Milano 17 Giugno – Solo per ricordarvi a quale parte di voi toccherà sopportare una vittoria del centrosinistra, vi offriamo i punti principali del programma di Sala in comode supposte. Sono certo ce ne sarete grati:

  1. Innovazione ed inclusione. Perché vi includeranno, che lo vogliate o meno, e saranno innovativi nel farlo. Voi eravate già pronti a difendervi, ma ve lo potete scordare, Sala include anche ad occhi chiusi. Lui vuole una città ad una sola velocità. I 30 km/h, probabilmente. In ogni caso se sperate di eccellere, scordatevelo. Non potendo far correre i paraplegici, è perfettamente in grado di impedire a voi di farlo.
  2. Legalità, trasparenza ed efficienza amministrativa. Tutto quello che è mancato ad Expo, Beppe ce l’aveva in serbo per voi. Tutto quello che non ha voluto, tutto quello contro cui ha lottato, tutto quello che trovava insopportabile sarà certamente al centro della sua azione amministrativa da martedì. Basta che voi ci crediate e smettiate di fare domande imbarazzanti, tipo in quale armadio della vergogna siano finiti i conti veri di Expo.

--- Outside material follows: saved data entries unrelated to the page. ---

use std::collections::BTreeMap;

use serde::{Deserialize, Serialize};
use strum_macros::Display;
use utoipa::ToSchema;

use super::parsing::ChartExport;

/// Bodies the chart renderer knows how to draw.
#[derive(Debug, Clone, Copy, PartialEq, Eq, PartialOrd, Ord, Hash, Display)]
pub enum Planet {
    #[strum(serialize = "Asc")]
    Ascendant,
    Sun,
    Moon,
    Mars,
    Mercury,
    Jupiter,
    Venus,
    Saturn,
    Rahu,
    Ketu,
}

pub struct PlanetInfo {
    pub planet: Planet,
    /// Name used by the ephemeris export.
    pub name: &'static str,
    /// Two-letter prefix of the renderer's query parameters.
    pub code: &'static str,
    pub retrograde_eligible: bool,
}

/// Renderer vocabulary. Luminaries, nodes and the ascendant never carry a
/// retrograde parameter.
pub const PLANETS: [PlanetInfo; 10] = [
    PlanetInfo { planet: Planet::Ascendant, name: "Asc", code: "Lg", retrograde_eligible: false },
    PlanetInfo { planet: Planet::Sun, name: "Sun", code: "Su", retrograde_eligible: false },
    PlanetInfo { planet: Planet::Moon, name: "Moon", code: "Mo", retrograde_eligible: false },
    PlanetInfo { planet: Planet::Mars, name: "Mars", code: "Ma", retrograde_eligible: true },
    PlanetInfo { planet: Planet::Mercury, name: "Mercury", code: "Me", retrograde_eligible: true },
    PlanetInfo { planet: Planet::Jupiter, name: "Jupiter", code: "Ju", retrograde_eligible: true },
    PlanetInfo { planet: Planet::Venus, name: "Venus", code: "Ve", retrograde_eligible: true },
    PlanetInfo { planet: Planet::Saturn, name: "Saturn", code: "Sa", retrograde_eligible: true },
    PlanetInfo { planet: Planet::Rahu, name: "Rahu", code: "Ra", retrograde_eligible: false },
    PlanetInfo { planet: Planet::Ketu, name: "Ketu", code: "Ke", retrograde_eligible: false },
];

impl Planet {
    pub const ALL: [Planet; 10] = [
        Planet::Ascendant,
        Planet::Sun,
        Planet::Moon,
        Planet::Mars,
        Planet::Mercury,
        Planet::Jupiter,
        Planet::Venus,
        Planet::Saturn,
        Planet::Rahu,
        Planet::Ketu,
    ];

    pub fn info(self) -> &'static PlanetInfo {
        // PLANETS is laid out in declaration order
        &PLANETS[self as usize]
    }

    pub fn code(self) -> &'static str {
        self.info().code
    }

    pub fn is_retrograde_eligible(self) -> bool {
        self.info().retrograde_eligible
    }

    /// Looks up an ephemeris export name. Returns `None` for bodies outside
    /// the renderer's vocabulary (Uranus, Neptune, ...).
    pub fn from_name(name: &str) -> Option<Planet> {
        let name = name.trim();
        if name.eq_ignore_ascii_case("ascendant") {
            return Some(Planet::Ascendant);
        }
        PLANETS
            .iter()
            .find(|p| p.name.eq_ignore_ascii_case(name))
            .map(|p| p.planet)
    }
}

/// One row of the ephemeris export for a single body.
#[derive(Debug, Clone, PartialEq, Serialize, Deserialize, ToSchema)]
pub struct PlanetPosition {
    /// Sidereal longitude in degrees.
    #[serde(alias = "LonDecDeg")]
    pub longitude: f64,
    #[serde(default, alias = "isRetroGrade")]
    pub retrograde: bool,
    #[serde(default, skip_serializing_if = "Option::is_none", alias = "Rasi")]
    pub rasi: Option<String>,
    #[serde(default, skip_serializing_if = "Option::is_none", alias = "RasiLord")]
    pub rasi_lord: Option<String>,
    #[serde(default, skip_serializing_if = "Option::is_none", alias = "Nakshatra")]
    pub nakshatra: Option<String>,
    #[serde(default, skip_serializing_if = "Option::is_none", alias = "NakshatraLord")]
    pub nakshatra_lord: Option<String>,
    #[serde(default, skip_serializing_if = "Option::is_none", alias = "SubLord")]
    pub sub_lord: Option<String>,
    #[serde(default, skip_serializing_if = "Option::is_none", alias = "SubSubLord")]
    pub sub_sub_lord: Option<String>,
    #[serde(default, skip_serializing_if = "Option::is_none", alias = "SignLonDMS")]
    pub sign_longitude_dms: Option<String>,
    #[serde(default, skip_serializing_if = "Option::is_none", alias = "LatDMS")]
    pub latitude_dms: Option<String>,
    #[serde(default, skip_serializing_if = "Option::is_none", alias = "HouseNr")]
    pub house: Option<u8>,
}

#[cfg(test)]
impl PlanetPosition {
    pub fn new(longitude: f64, retrograde: bool) -> Self {
        Self {
            longitude,
            retrograde,
            rasi: None,
            rasi_lord: None,
            nakshatra: None,
            nakshatra_lord: None,
            sub_lord: None,
            sub_sub_lord: None,
            sign_longitude_dms: None,
            latitude_dms: None,
            house: None,
        }
    }
}

#[derive(Debug, Clone, Copy, PartialEq, Serialize, Deserialize, ToSchema)]
pub struct HouseCusp {
    #[serde(alias = "HouseNr")]
    pub house: u8,
    /// Sidereal longitude in degrees.
    #[serde(alias = "LonDecDeg")]
    pub longitude: f64,
}

/// Positions from one ephemeris evaluation.
#[derive(Debug, Clone, Default, PartialEq)]
pub struct EphemerisSnapshot {
    pub planets: BTreeMap<Planet, PlanetPosition>,
    pub houses: Vec<HouseCusp>,
}

impl EphemerisSnapshot {
    /// Renderer bodies the export did not include.
    pub fn missing_planets(&self) -> Vec<Planet> {
        Planet::ALL
            .into_iter()
            .filter(|p| !self.planets.contains_key(p))
            .collect()
    }
}

#[cfg(test)]
impl EphemerisSnapshot {
    pub fn with_planet(mut self, planet: Planet, position: PlanetPosition) -> Self {
        self.planets.insert(planet, position);
        self
    }

    pub fn with_house(mut self, house: u8, longitude: f64) -> Self {
        self.houses.push(HouseCusp { house, longitude });
        self
    }
}

/// Civil birth instant. Built through `BirthData::new`, which validates.
#[derive(Debug, Clone, Copy, PartialEq)]
pub struct BirthData {
    pub year: i32,
    pub month: u32,
    pub day: u32,
    pub hour: u32,
    pub minute: u32,
    pub second: u32,
    /// Hours east of UTC, fractional offsets allowed.
    pub utc_offset: f64,
}

#[derive(Debug, Clone, Default, PartialEq, Serialize, Deserialize, ToSchema)]
pub struct Significators {
    #[serde(default, alias = "A")]
    pub a: Vec<String>,
    #[serde(default, alias = "B")]
    pub b: Vec<String>,
    #[serde(default, alias = "C")]
    pub c: Vec<String>,
    #[serde(default, alias = "D")]
    pub d: Vec<String>,
}

/// Everything the ephemeris exported for one person.
#[derive(Debug, Clone, PartialEq, Serialize, Deserialize)]
#[serde(try_from = "ChartExport", into = "ChartExport")]
pub struct ChartRecord {
    pub name: String,
    pub birth: BirthData,
    pub snapshot: EphemerisSnapshot,
    pub house_significators: BTreeMap<String, Significators>,
    pub planet_significators: BTreeMap<String, Significators>,
    pub vimshottari_dasa: serde_json::Value,
}
use axum::{
    extract::State,
    http::header,
    response::{IntoResponse, Response},
    Json,
};

use crate::chart::{derive_chart_params, ChartParams, ChartRecord};
use crate::config::Permission;
use crate::render::ChartImage;
use crate::web::api::error::{ApiResult, ErrorResponse};
use crate::web::auth::{AppState, Caller};

#[utoipa::path(
    post,
    path = "/api/chart/params",
    tag = "chart",
    request_body = crate::chart::ChartExport,
    responses(
        (status = 200, description = "Renderer parameter set", body = ChartParams),
        (status = 401, description = "Unauthorized"),
        (status = 422, description = "Invalid birth data or derivation failed", body = ErrorResponse)
    ),
    security(("api_key" = []))
)]
pub async fn chart_params(
    State(state): State<AppState>,
    caller: Caller,
    Json(chart): Json<ChartRecord>,
) -> ApiResult<Json<ChartParams>> {
    caller.require(Permission::DeriveChart)?;

    let params = derive_chart_params(&chart.snapshot, &chart.birth, state.ephemeris.as_ref())?;
    Ok(Json(params))
}

#[utoipa::path(
    post,
    path = "/api/chart/image",
    tag = "chart",
    request_body = crate::chart::ChartExport,
    responses(
        (status = 200, description = "Chart image", content_type = "image/png"),
        (status = 401, description = "Unauthorized"),
        (status = 422, description = "Invalid birth data or derivation failed", body = ErrorResponse),
        (status = 503, description = "No chart image available", body = ErrorResponse)
    ),
    security(("api_key" = []))
)]
pub async fn chart_image(
    State(state): State<AppState>,
    caller: Caller,
    Json(chart): Json<ChartRecord>,
) -> ApiResult<Response> {
    caller.require(Permission::RenderChart)?;

    let params = derive_chart_params(&chart.snapshot, &chart.birth, state.ephemeris.as_ref())?;
    let image = state.renderer.fetch(&params).await.map_err(|e| {
        log::warn!("Chart image for {} unavailable: {}", chart.name, e);
        e
    })?;
    let png = image.to_png()?;

    let disposition = format!(
        "attachment; filename=\"{}\"",
        ChartImage::download_file_name(&chart.name)
    );
    Ok((
        [
            (header::CONTENT_TYPE, "image/png".to_string()),
            (header::CONTENT_DISPOSITION, disposition),
        ],
        png,
    )
        .into_response())
}
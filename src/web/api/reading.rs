use axum::{extract::State, Json};
use serde::{Deserialize, Serialize};
use utoipa::ToSchema;

use crate::chart::{ChartExport, ChartRecord};
use crate::config::Permission;
use crate::reading::History;
use crate::web::api::error::{ApiError, ApiResult, ErrorResponse};
use crate::web::auth::{AppState, Caller};

#[derive(Debug, Deserialize, ToSchema)]
pub struct ReadingRequest {
    #[schema(value_type = ChartExport)]
    pub chart: ChartRecord,
    /// Follow-up question; omit for the full reading.
    #[serde(default)]
    pub question: Option<String>,
    /// Conversation so far, as returned by the previous call.
    #[serde(default)]
    pub history: History,
}

#[derive(Debug, Serialize, ToSchema)]
pub struct ReadingResponse {
    pub answer: String,
    pub history: History,
}

#[utoipa::path(
    post,
    path = "/api/reading",
    tag = "reading",
    request_body = ReadingRequest,
    responses(
        (status = 200, description = "Reading or answer", body = ReadingResponse),
        (status = 401, description = "Unauthorized"),
        (status = 502, description = "Language model request failed", body = ErrorResponse),
        (status = 503, description = "No language model configured", body = ErrorResponse)
    ),
    security(("api_key" = []))
)]
pub async fn reading(
    State(state): State<AppState>,
    caller: Caller,
    Json(request): Json<ReadingRequest>,
) -> ApiResult<Json<ReadingResponse>> {
    caller.require(Permission::GenerateReading)?;

    let generator = state.reading.as_ref().ok_or(ApiError::ReadingUnavailable)?;
    let reply = generator
        .ask(&request.chart, request.question.as_deref(), &request.history)
        .await?;

    Ok(Json(ReadingResponse {
        answer: reply.answer,
        history: reply.history,
    }))
}
mod error;
mod lahiri;

pub use error::EphemerisError;
pub use lahiri::{FixedAyanamsa, MeanLahiri};

use std::sync::Arc;

use crate::config::EphemerisConfig;

/// Sidereal-to-tropical offset provider (Lahiri convention).
pub trait AyanamsaSource: Send + Sync {
    /// Ayanamsa in degrees at the given Julian Day (UT).
    fn ayanamsa(&self, jd: f64) -> Result<f64, EphemerisError>;
}

/// The configured source: a pinned value when `fixed_ayanamsa` is set,
/// otherwise the mean Lahiri model.
pub fn from_config(config: &EphemerisConfig) -> Arc<dyn AyanamsaSource> {
    match config.fixed_ayanamsa {
        Some(value) => {
            log::info!("Using fixed ayanamsa {}", value);
            Arc::new(FixedAyanamsa(value))
        }
        None => Arc::new(MeanLahiri),
    }
}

  3. Protagonismo e partecipazione “Milano è dei Milanesi”. Un bel passo avanti dai fratelli Rom, ma sempre in tema con i Fratelli musulmani. Che stanno pure in lista, ed in caso di vittoria di Beppe entreranno in Consiglio Comunale. Ecco, la definizione di Milanese è parecchio elastica. Parecchio non rende l’idea. Ma può diventare molto rigida. Per esempio, sul bando Moschee non pare abbiano voluto ascoltare nessuno. profughiIn sostanza, ascolteranno moltissimo chiunque si premuri di dar loro ragione. E gli altri emigrino. Emigrare è bello, no?
  4. Proiezione internazionale e costruzione di comunità. Più che proiettare, mi pare stiamo più che altro introiettando mezza Africa, come le foto di via Sammartini immortalano. Ma anche volendo proiettare la Milanesità all’estero con che carte ci presentiamo? Con la Galleria del Duomo ostaggio degli abusivi? Con una stazione con gente che bivacca in terra (sì, sono tornati)? Con mendicanti ovunque? E della costruzione della comunità ne vogliamo, seriamente, parlare? Non si sono ancora arresi, vogliono ancora spiegarvi che del Mondo non avete capito nulla. E dovete farci costruire. A loro immagine e somiglianza. Senza identità, pieni di confusione e senza alcuna libertà.
  5. Sicurezza, vivibilità e cura della città. E niente, questa faceva ridere già così.
  6. Ambiente e sviluppo. Ovvero tagliare gli alberi, per pagare profumatamente qualcuno che ne pianti altri. Come sempre il verde è loro merito, le tasse sono un vostro dovere e l’importante è che gli amici dormano al caldo la notte.
  7. Politica, attività amministrativa e corretto dimensionamento delle risorse. Ovvero, o la borsa o la vita. Ma detto con più garbo e con il sottinteso senso di colpa che loro lo fanno per i poveri (avete presente gli amici di cui sopra?), quindi ogni opposizione alla rapina non sarebbe solo futile, ma anche politicamente scorretta. Quindi da eradicare.

Ecco, l’alternativa è tra le Supposte di Sala ed i punti di Parisi. Io non ho dubbi sulla scelta. E voi?